Stored data:
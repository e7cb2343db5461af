//! The extraction request: what to read and how.

use crate::config::ExtractorConfig;
use serde::{Deserialize, Serialize};
use std::path::PathBuf;

/// Content extraction mode for a request.
#[derive(Debug, Clone, Copy, PartialEq, Eq, Default, Serialize, Deserialize)]
#[serde(rename_all = "snake_case")]
pub enum ExtractionMode {
    /// Extract text/tables/images; fall back to a page image only when the
    /// page's text is assessed as corrupted. (default)
    #[default]
    Auto,
    /// Extract text/tables only; never fall back to a page image even when
    /// the text is corrupted (corruption is still recorded).
    TextOnly,
    /// Skip text extraction entirely and provide full-page images. For
    /// scanned documents with no usable text layer.
    ImageOnly,
}

/// One extraction request. Immutable once validated.
///
/// `start_page`/`end_page` are 1-based and inclusive; `end_page = None` means
/// the last page of the document. Values unrelated to the range are clamped
/// to safe bounds during [`validated`](ExtractionRequest::validated) rather
/// than rejected, matching how the configuration builder treats its knobs.
#[derive(Debug, Clone, Serialize, Deserialize)]
pub struct ExtractionRequest {
    /// Document identity. Opening and reading the file is the backend's job;
    /// the pipeline treats this as an opaque identifier for logs and output.
    pub file_path: PathBuf,
    pub start_page: u32,
    pub end_page: Option<u32>,
    pub extraction_mode: ExtractionMode,
    /// Drop embedded images in the header/footer bands and white those bands
    /// out of page rasters. Default: true.
    pub filter_header_footer: bool,
    /// Downscale surviving images to `max_image_dimension`. Default: true.
    pub crop_images: bool,
    /// Maximum output image dimension in pixels (28–4096).
    pub max_image_dimension: u32,
    /// DPI for full-page raster rendering (50–300).
    pub page_image_dpi: u32,
}

impl ExtractionRequest {
    /// A request for the whole document with configuration defaults.
    pub fn new(file_path: impl Into<PathBuf>, config: &ExtractorConfig) -> Self {
        Self {
            file_path: file_path.into(),
            start_page: 1,
            end_page: None,
            extraction_mode: ExtractionMode::default(),
            filter_header_footer: true,
            crop_images: true,
            max_image_dimension: config.max_image_dimension,
            page_image_dpi: config.page_image_dpi,
        }
    }

    pub fn pages(mut self, start: u32, end: u32) -> Self {
        self.start_page = start;
        self.end_page = Some(end);
        self
    }

    pub fn mode(mut self, mode: ExtractionMode) -> Self {
        self.extraction_mode = mode;
        self
    }

    pub fn filter_header_footer(mut self, v: bool) -> Self {
        self.filter_header_footer = v;
        self
    }

    pub fn crop_images(mut self, v: bool) -> Self {
        self.crop_images = v;
        self
    }

    pub fn max_image_dimension(mut self, px: u32) -> Self {
        self.max_image_dimension = px;
        self
    }

    pub fn page_image_dpi(mut self, dpi: u32) -> Self {
        self.page_image_dpi = dpi;
        self
    }

    /// Clamp tunables to their documented bounds. Range validity against the
    /// actual document is the pagination gate's job, not this function's.
    pub(crate) fn validated(mut self) -> Self {
        self.start_page = self.start_page.max(1);
        self.max_image_dimension = self.max_image_dimension.clamp(28, 4096);
        self.page_image_dpi = self.page_image_dpi.clamp(50, 300);
        self
    }
}

#[cfg(test)]
mod tests {
    use super::*;

    #[test]
    fn defaults_come_from_config() {
        let config = ExtractorConfig::default();
        let req = ExtractionRequest::new("doc.pdf", &config);
        assert_eq!(req.start_page, 1);
        assert_eq!(req.end_page, None);
        assert_eq!(req.extraction_mode, ExtractionMode::Auto);
        assert!(req.filter_header_footer);
        assert_eq!(req.max_image_dimension, config.max_image_dimension);
    }

    #[test]
    fn validated_clamps_out_of_bounds_values() {
        let config = ExtractorConfig::default();
        let req = ExtractionRequest::new("doc.pdf", &config)
            .max_image_dimension(9999)
            .page_image_dpi(20);
        let req = req.validated();
        assert_eq!(req.max_image_dimension, 4096);
        assert_eq!(req.page_image_dpi, 50);
    }

    #[test]
    fn mode_serializes_snake_case() {
        let json = serde_json::to_string(&ExtractionMode::ImageOnly).unwrap();
        assert_eq!(json, "\"image_only\"");
    }
}
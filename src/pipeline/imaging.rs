//! Image filtering, rescaling, and page-raster processing.
//!
//! ## Two pipelines, one module
//!
//! Embedded images go through exclusion predicates and an optional downscale;
//! full-page rasters (the image-only/fallback path) are rendered by the
//! backend at the request DPI and only get band white-out, a downscale, and
//! JPEG encoding here. Both are pure functions of their inputs — the only
//! output is transformed bytes.
//!
//! ## Why exclusion, not flagging?
//!
//! A dropped image never appears anywhere in the output. Decorative glyphs,
//! divider rules, and header/footer furniture cost vision tokens and carry no
//! meaning; marking them "decorative" would still make the consumer pay for
//! the bytes.

use crate::backend::{PageRaster, RawImage};
use crate::config::ExtractorConfig;
use base64::{engine::general_purpose::STANDARD, Engine as _};
use image::imageops::FilterType;
use image::{DynamicImage, ImageFormat, RgbImage};
use std::io::Cursor;
use tracing::{debug, warn};

/// Per-request switches for the image pipeline, split off the request so the
/// filter functions do not need to see the whole request.
#[derive(Debug, Clone, Copy)]
pub struct ImageOptions {
    pub filter_header_footer: bool,
    pub crop_images: bool,
    pub max_image_dimension: u32,
}

/// An embedded image that survived filtering, encoded and ready for output.
#[derive(Debug, Clone)]
pub struct ProcessedImage {
    /// Top coordinate on the page, for reading-order placement.
    pub top: f64,
    /// Left coordinate, for same-line ordering.
    pub left: f64,
    /// Base64-encoded PNG or JPEG bytes.
    pub content: String,
    pub width: u32,
    pub height: u32,
}

/// A processed full-page raster (base64 JPEG).
#[derive(Debug, Clone)]
pub struct PageImage {
    pub content: String,
    pub width: u32,
    pub height: u32,
}

/// Apply the exclusion predicates and, for survivors, the downscale.
///
/// Predicates are independent; an image is dropped as soon as any fires.
/// Extraction order of survivors is preserved.
pub fn filter_and_crop(
    images: &[RawImage],
    page_height: f64,
    opts: ImageOptions,
    config: &ExtractorConfig,
) -> Vec<ProcessedImage> {
    images
        .iter()
        .filter_map(|img| {
            if let Some(reason) = exclusion_reason(img, page_height, opts, config) {
                debug!(
                    "dropping {}x{} image at top={:.1}: {}",
                    img.width, img.height, img.bbox.top, reason
                );
                return None;
            }
            process_embedded(img, opts, config)
        })
        .collect()
}

/// Which predicate, if any, excludes this image.
fn exclusion_reason(
    img: &RawImage,
    page_height: f64,
    opts: ImageOptions,
    config: &ExtractorConfig,
) -> Option<&'static str> {
    // A zero dimension has no pixels to show.
    if img.width == 0 || img.height == 0 {
        return Some("degenerate dimensions");
    }

    // Decorative glyph / icon removal.
    if img.width < config.min_image_dimension && img.height < config.min_image_dimension {
        return Some("below minimum dimension");
    }

    // Rule / divider line removal. max_aspect_ratio = 0 disables the check.
    if config.max_aspect_ratio > 0.0 {
        let (long, short) = if img.width > img.height {
            (img.width as f64, img.height as f64)
        } else {
            (img.height as f64, img.width as f64)
        };
        if long / short > config.max_aspect_ratio {
            return Some("aspect ratio exceeds cutoff");
        }
    }

    // Header/footer band: judged by the vertical bbox center.
    if opts.filter_header_footer && page_height > 0.0 {
        let center = img.bbox.v_center();
        let band = page_height * config.header_footer_margin;
        if center <= band || center >= page_height - band {
            return Some("inside header/footer band");
        }
    }

    None
}

/// Decode, optionally downscale, re-encode, and base64 one surviving image.
///
/// A single downscale only — images already within `max_image_dimension` are
/// passed through with their original bytes, and nothing is ever upscaled
/// past its source resolution.
fn process_embedded(
    img: &RawImage,
    opts: ImageOptions,
    config: &ExtractorConfig,
) -> Option<ProcessedImage> {
    let needs_downscale = opts.crop_images
        && (img.width > opts.max_image_dimension || img.height > opts.max_image_dimension);

    if !needs_downscale {
        return Some(ProcessedImage {
            top: img.bbox.top,
            left: img.bbox.x0,
            content: STANDARD.encode(&img.bytes),
            width: img.width,
            height: img.height,
        });
    }

    let decoded = match image::load_from_memory(&img.bytes) {
        Ok(d) => d,
        Err(e) => {
            // Undecodable but already within the predicates: pass the
            // original bytes through rather than losing the image.
            warn!("image decode failed, passing through unscaled: {e}");
            return Some(ProcessedImage {
                top: img.bbox.top,
                left: img.bbox.x0,
                content: STANDARD.encode(&img.bytes),
                width: img.width,
                height: img.height,
            });
        }
    };

    let resized = decoded.resize(
        opts.max_image_dimension,
        opts.max_image_dimension,
        FilterType::Lanczos3,
    );
    let (w, h) = (resized.width(), resized.height());

    let bytes = match img.format {
        crate::backend::RasterFormat::Jpeg => encode_jpeg(&resized, config.jpeg_quality),
        crate::backend::RasterFormat::Png => encode_png(&resized),
    };
    match bytes {
        Ok(bytes) => Some(ProcessedImage {
            top: img.bbox.top,
            left: img.bbox.x0,
            content: STANDARD.encode(&bytes),
            width: w,
            height: h,
        }),
        Err(e) => {
            warn!("image re-encode failed, dropping: {e}");
            None
        }
    }
}

/// Process a full-page raster for the image-only/fallback path.
///
/// Band white-out happens before the downscale so the margin fractions apply
/// in the raster's own coordinate space.
pub fn process_page_raster(
    raster: PageRaster,
    opts: ImageOptions,
    config: &ExtractorConfig,
) -> Result<PageImage, image::ImageError> {
    // A buffer that does not match width*height*3 is a broken backend
    // contract; fail the page rather than serving a blank raster as content.
    let mut rgb = RgbImage::from_raw(raster.width, raster.height, raster.pixels).ok_or_else(
        || {
            image::ImageError::Parameter(image::error::ParameterError::from_kind(
                image::error::ParameterErrorKind::DimensionMismatch,
            ))
        },
    )?;

    if opts.filter_header_footer {
        whiteout_bands(&mut rgb, config.header_footer_margin);
    }

    let mut img = DynamicImage::ImageRgb8(rgb);
    if img.width() > opts.max_image_dimension || img.height() > opts.max_image_dimension {
        img = img.resize(
            opts.max_image_dimension,
            opts.max_image_dimension,
            FilterType::Lanczos3,
        );
    }

    let bytes = encode_jpeg(&img, config.jpeg_quality)?;
    Ok(PageImage {
        content: STANDARD.encode(&bytes),
        width: img.width(),
        height: img.height(),
    })
}

/// Paint the top and bottom margin bands white, hiding page furniture from
/// the vision consumer.
fn whiteout_bands(img: &mut RgbImage, margin: f64) {
    let h = img.height();
    let band = (h as f64 * margin) as u32;
    let white = image::Rgb([255u8, 255, 255]);
    for y in (0..band).chain(h.saturating_sub(band)..h) {
        for x in 0..img.width() {
            img.put_pixel(x, y, white);
        }
    }
}

fn encode_jpeg(img: &DynamicImage, quality: u8) -> Result<Vec<u8>, image::ImageError> {
    let mut buf = Vec::new();
    // JPEG has no alpha channel; flatten first.
    let rgb = DynamicImage::ImageRgb8(img.to_rgb8());
    let encoder = image::codecs::jpeg::JpegEncoder::new_with_quality(&mut buf, quality);
    rgb.write_with_encoder(encoder)?;
    Ok(buf)
}

fn encode_png(img: &DynamicImage) -> Result<Vec<u8>, image::ImageError> {
    let mut buf = Vec::new();
    img.write_to(&mut Cursor::new(&mut buf), ImageFormat::Png)?;
    Ok(buf)
}
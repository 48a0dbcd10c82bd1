use super::*;

fn px(frame: &FrameRGBA, x: u32, y: u32) -> [u8; 4] {
    let i = ((y * frame.width + x) * 4) as usize;
    frame.data[i..i + 4].try_into().unwrap()
}

#[test]
fn parse_svg_ok_and_err() {
    let ok = br#"<svg xmlns="http://www.w3.org/2000/svg" width="1" height="1"></svg>"#;
    parse_svg(ok).unwrap();

    let bad = br#"<svg"#;
    assert!(parse_svg(bad).is_err());
}

#[test]
fn rasterize_keeps_uncovered_pixels_transparent() {
    let svg = br##"<svg xmlns="http://www.w3.org/2000/svg" width="4" height="2"><rect x="0" y="0" width="2" height="2" fill="#ff0000"/></svg>"##;
    let tree = parse_svg(svg).unwrap();
    let frame = rasterize_svg(
        &tree,
        Canvas {
            width: 4,
            height: 2,
        },
    )
    .unwrap();

    assert!(frame.premultiplied);
    assert_eq!(frame.data.len(), 4 * 2 * 4);
    assert_eq!(px(&frame, 0, 0), [255, 0, 0, 255]);
    assert_eq!(px(&frame, 3, 1), [0, 0, 0, 0]);
}

#[test]
fn rasterize_scales_to_canvas() {
    let svg = br##"<svg xmlns="http://www.w3.org/2000/svg" width="2" height="2"><rect width="2" height="2" fill="#00ff00"/></svg>"##;
    let tree = parse_svg(svg).unwrap();
    let frame = rasterize_svg(
        &tree,
        Canvas {
            width: 8,
            height: 8,
        },
    )
    .unwrap();
    assert_eq!((frame.width, frame.height), (8, 8));
    assert_eq!(px(&frame, 7, 7), [0, 255, 0, 255]);
}

#[test]
fn unpremultiply_restores_straight_color() {
    let mut data = vec![64, 32, 0, 128, 10, 20, 30, 0, 1, 2, 3, 255];
    unpremultiply_rgba8_in_place(&mut data);
    assert_eq!(data, vec![128, 64, 0, 128, 0, 0, 0, 0, 1, 2, 3, 255]);
}

#[test]
fn into_rgba_image_converts_premultiplied_frames() {
    let frame = FrameRGBA {
        width: 1,
        height: 1,
        data: vec![64, 32, 0, 128],
        premultiplied: true,
    };
    let img = frame.into_rgba_image().unwrap();
    assert_eq!(img.get_pixel(0, 0).0, [128, 64, 0, 128]);
}

#[test]
fn into_rgba_image_rejects_bad_buffer() {
    let frame = FrameRGBA {
        width: 2,
        height: 2,
        data: vec![0; 4],
        premultiplied: false,
    };
    assert!(matches!(
        frame.into_rgba_image(),
        Err(FaceError::Render(_))
    ));
}
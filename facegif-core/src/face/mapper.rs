//! Seed-to-face mapping.
//!
//! The byte-slicing scheme below is the compatibility contract for every face ever generated:
//!
//! 1. `digest = SHA-256(seed.as_bytes())`
//! 2. for category `i` in catalog order: `word = u32::from_be_bytes(digest[4 * i..4 * i + 4])`
//! 3. `index[i] = word % category_len[i]`
//!
//! Slices never overlap, which caps a catalog at [`MAX_CATEGORIES`] categories.

use serde::{Deserialize, Serialize};
use sha2::{Digest as _, Sha256};

use crate::{
    catalog::model::{Category, ComponentCatalog, ComponentOption},
    foundation::error::{FaceError, FaceResult},
};

const DIGEST_LEN: usize = 32;
const WORD_LEN: usize = 4;

/// Most categories a catalog may define.
pub const MAX_CATEGORIES: usize = DIGEST_LEN / WORD_LEN;

/// One option index per catalog category, in catalog order.
#[derive(Clone, Debug, PartialEq, Eq, PartialOrd, Ord, Hash, Serialize, Deserialize)]
#[serde(transparent)]
pub struct FaceDescriptor(Vec<u32>);

/// A descriptor entry resolved against its catalog.
#[derive(Clone, Copy, Debug)]
pub struct Selection<'a> {
    /// The category the entry belongs to.
    pub category: &'a Category,
    /// The chosen option.
    pub option: &'a ComponentOption,
}

impl FaceDescriptor {
    /// Wrap raw indices. Bounds are checked by [`FaceDescriptor::resolve`].
    pub fn from_indices(indices: Vec<u32>) -> Self {
        Self(indices)
    }

    /// Option indices in catalog order.
    pub fn indices(&self) -> &[u32] {
        &self.0
    }

    /// Look up the category and option behind every index.
    pub fn resolve<'a>(&self, catalog: &'a ComponentCatalog) -> FaceResult<Vec<Selection<'a>>> {
        let categories = catalog.categories();
        if self.0.len() != categories.len() {
            return Err(FaceError::render(format!(
                "descriptor has {} indices but the catalog has {} categories",
                self.0.len(),
                categories.len()
            )));
        }

        self.0
            .iter()
            .zip(categories)
            .map(|(&idx, category)| {
                let option = category.options.get(idx as usize).ok_or_else(|| {
                    FaceError::render(format!(
                        "index {idx} out of range for category '{}' ({} options)",
                        category.name,
                        category.len()
                    ))
                })?;
                Ok(Selection { category, option })
            })
            .collect()
    }
}

/// Map a seed to its face. Total over all strings, including the empty one.
pub fn map(seed: &str, catalog: &ComponentCatalog) -> FaceDescriptor {
    let digest: [u8; DIGEST_LEN] = Sha256::digest(seed.as_bytes()).into();

    let indices = catalog
        .categories()
        .iter()
        .zip(digest.chunks_exact(WORD_LEN))
        .map(|(category, word)| {
            let word = u32::from_be_bytes([word[0], word[1], word[2], word[3]]);
            // Catalog validation guarantees 1..=u32::MAX options.
            word % category.len() as u32
        })
        .collect();

    FaceDescriptor(indices)
}

/// Map every seed, preserving seed-list order and repeats.
pub fn map_all<S: AsRef<str>>(seeds: &[S], catalog: &ComponentCatalog) -> Vec<FaceDescriptor> {
    seeds.iter().map(|s| map(s.as_ref(), catalog)).collect()
}

#[cfg(test)]
#[path = "../../tests/unit/face/mapper.rs"]
mod tests;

• **Requirement**: Copy, please, every line from the start of the entries down to the line that holds "only when the", with both of those lines included and no others.

• **Reply**:
repository e7cb2343db5461af
//! The extraction request: what to read and how.

use crate::config::ExtractorConfig;
use serde::{Deserialize, Serialize};
use std::path::PathBuf;

/// Content extraction mode for a request.
#[derive(Debug, Clone, Copy, PartialEq, Eq, Default, Serialize, Deserialize)]
#[serde(rename_all = "snake_case")]
pub enum ExtractionMode {
    /// Extract text/tables/images; fall back to a page image only when the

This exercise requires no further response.